Darüber hinaus spricht sich die WP für die Einberufung eines Kita-Gipfels aus. Ein solches Format wurde in Porta Westfalica bereits politisch beschlossen und hat sich als geeignet erwiesen, um gemeinsam mit Verwaltung, Trägern und Politik strategische Fragen der Kinderbetreuung zu beraten.
Gerade vor dem Hintergrund veränderter Bedarfe braucht es nun erneut eine solche gemeinsame Abstimmung, um tragfähige Lösungen für die gesamte Kita-Landschaft in Porta Westfalica zu entwickeln.
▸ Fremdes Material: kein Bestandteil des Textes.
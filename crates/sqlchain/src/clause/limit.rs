//! `LIMIT`, `OFFSET` and `range`.
//!
//! Both render literal integers, not placeholders, and the last call wins.

use super::{Clause, field, only_keys};
use crate::arg::Arg;
use crate::chain::Link;
use crate::error::QueryBuilderError;
use crate::fragment::Fragment;
use crate::value::Value;

const LIMIT_SLOT: &str = "limit";
const OFFSET_SLOT: &str = "offset";

/// A non-negative integer from a number or numeric string.
fn count(link: &Link<'_>, arg: &Arg) -> Result<u64, QueryBuilderError> {
    arg.as_i64()
        .and_then(|n| u64::try_from(n).ok())
        .ok_or_else(|| {
            let arg = arg.to_string();
            link.fail("value", &[("arg", arg.as_str())])
        })
}

fn resolve_count(link: &mut Link<'_>, arg: &Arg) -> Result<(), QueryBuilderError> {
    match arg {
        Arg::Null => Ok(()),
        Arg::Raw(sql) => {
            link.push(sql.as_str());
            Ok(())
        }
        Arg::Func(f) => f(link),
        other => {
            let n = count(link, other)?;
            link.push(n.to_string());
            Ok(())
        }
    }
}

/// `LIMIT n`.
#[derive(Debug, Clone, Copy, Default)]
pub struct Limit;

impl Clause for Limit {
    fn method(&self) -> &'static str {
        "limit"
    }

    fn slot(&self) -> Option<&'static str> {
        Some(LIMIT_SLOT)
    }

    fn build_order(&self) -> Option<u32> {
        Some(90)
    }

    fn keyword(&self) -> &'static str {
        "LIMIT"
    }

    fn replaces_slot(&self) -> bool {
        true
    }

    fn resolve_arg(&self, link: &mut Link<'_>, arg: &Arg) -> Result<(), QueryBuilderError> {
        resolve_count(link, arg)
    }
}

/// `OFFSET n`.
#[derive(Debug, Clone, Copy, Default)]
pub struct Offset;

impl Clause for Offset {
    fn method(&self) -> &'static str {
        "offset"
    }

    fn slot(&self) -> Option<&'static str> {
        Some(OFFSET_SLOT)
    }

    fn build_order(&self) -> Option<u32> {
        Some(95)
    }

    fn keyword(&self) -> &'static str {
        "OFFSET"
    }

    fn replaces_slot(&self) -> bool {
        true
    }

    fn resolve_arg(&self, link: &mut Link<'_>, arg: &Arg) -> Result<(), QueryBuilderError> {
        resolve_count(link, arg)
    }
}

/// Row range written as `LIMIT` / `OFFSET`.
///
/// `range(from, to)` is inclusive: `range(10, 19)` is `LIMIT 10 OFFSET 10`.
/// `range(from)` is an offset with no limit. Each call replaces the whole
/// window left by earlier `limit`, `offset` or `range` calls. An object may
/// give `from`, `to`, `limit` and `offset`; explicit `limit` / `offset` win.
#[derive(Debug, Clone, Copy, Default)]
pub struct Range;

impl Range {
    fn span(
        &self,
        link: &mut Link<'_>,
        from: &Arg,
        to: Option<&Arg>,
    ) -> Result<(), QueryBuilderError> {
        let from = count(link, from)?;
        if let Some(to) = to {
            let end = count(link, to)?;
            if end < from {
                let arg = format!("{from}..{end}");
                return Err(link.fail("value", &[("arg", arg.as_str())]));
            }
            set(link, LIMIT_SLOT, end - from + 1);
        }
        set(link, OFFSET_SLOT, from);
        Ok(())
    }
}

fn set(link: &mut Link<'_>, slot: &'static str, n: u64) {
    link.context_mut()
        .replace_slot(slot, vec![Fragment::new(n.to_string())]);
}

impl Clause for Range {
    fn method(&self) -> &'static str {
        "range"
    }

    fn resolve_args(&self, link: &mut Link<'_>, args: &[Arg]) -> Result<(), QueryBuilderError> {
        if !args.is_empty() {
            let ctx = link.context_mut();
            ctx.remove_slot(LIMIT_SLOT);
            ctx.remove_slot(OFFSET_SLOT);
        }
        match args {
            [] => Ok(()),
            [from, to] => self.span(link, from, Some(to)),
            [arg] => self.resolve_arg(link, arg),
            _ => Err(link.fail_list(args)),
        }
    }

    fn resolve_string(&self, link: &mut Link<'_>, s: &str) -> Result<(), QueryBuilderError> {
        self.span(link, &Arg::Text(s.to_string()), None)
    }

    fn resolve_value(&self, link: &mut Link<'_>, v: &Value) -> Result<(), QueryBuilderError> {
        self.span(link, &Arg::Value(v.clone()), None)
    }

    fn resolve_list(&self, link: &mut Link<'_>, items: &[Arg]) -> Result<(), QueryBuilderError> {
        match items {
            [from] => self.span(link, from, None),
            [from, to] => self.span(link, from, Some(to)),
            _ => Err(link.fail_list(items)),
        }
    }

    fn resolve_object(
        &self,
        link: &mut Link<'_>,
        pairs: &[(String, Arg)],
    ) -> Result<(), QueryBuilderError> {
        if !only_keys(pairs, &["from", "to", "limit", "offset"]) || pairs.is_empty() {
            return Err(link.fail_object(pairs));
        }
        if let Some(from) = field(pairs, "from") {
            self.span(link, from, field(pairs, "to"))?;
        } else if field(pairs, "to").is_some() {
            return Err(link.fail_object(pairs));
        }
        if let Some(limit) = field(pairs, "limit") {
            let n = count(link, limit)?;
            set(link, LIMIT_SLOT, n);
        }
        if let Some(offset) = field(pairs, "offset") {
            let n = count(link, offset)?;
            set(link, OFFSET_SLOT, n);
        }
        Ok(())
    }
}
„Es dürfen jetzt keine Fakten geschaffen werden, die sich später nicht mehr korrigieren lassen“, so Ausschussmitglied Klaus-Dieter Vogt.
Es geht um mehr als eine einzelne Einrichtung – es geht um verlässliche Bildungsorte und stabile Betreuungsstrukturen in unseren Ortsteilen.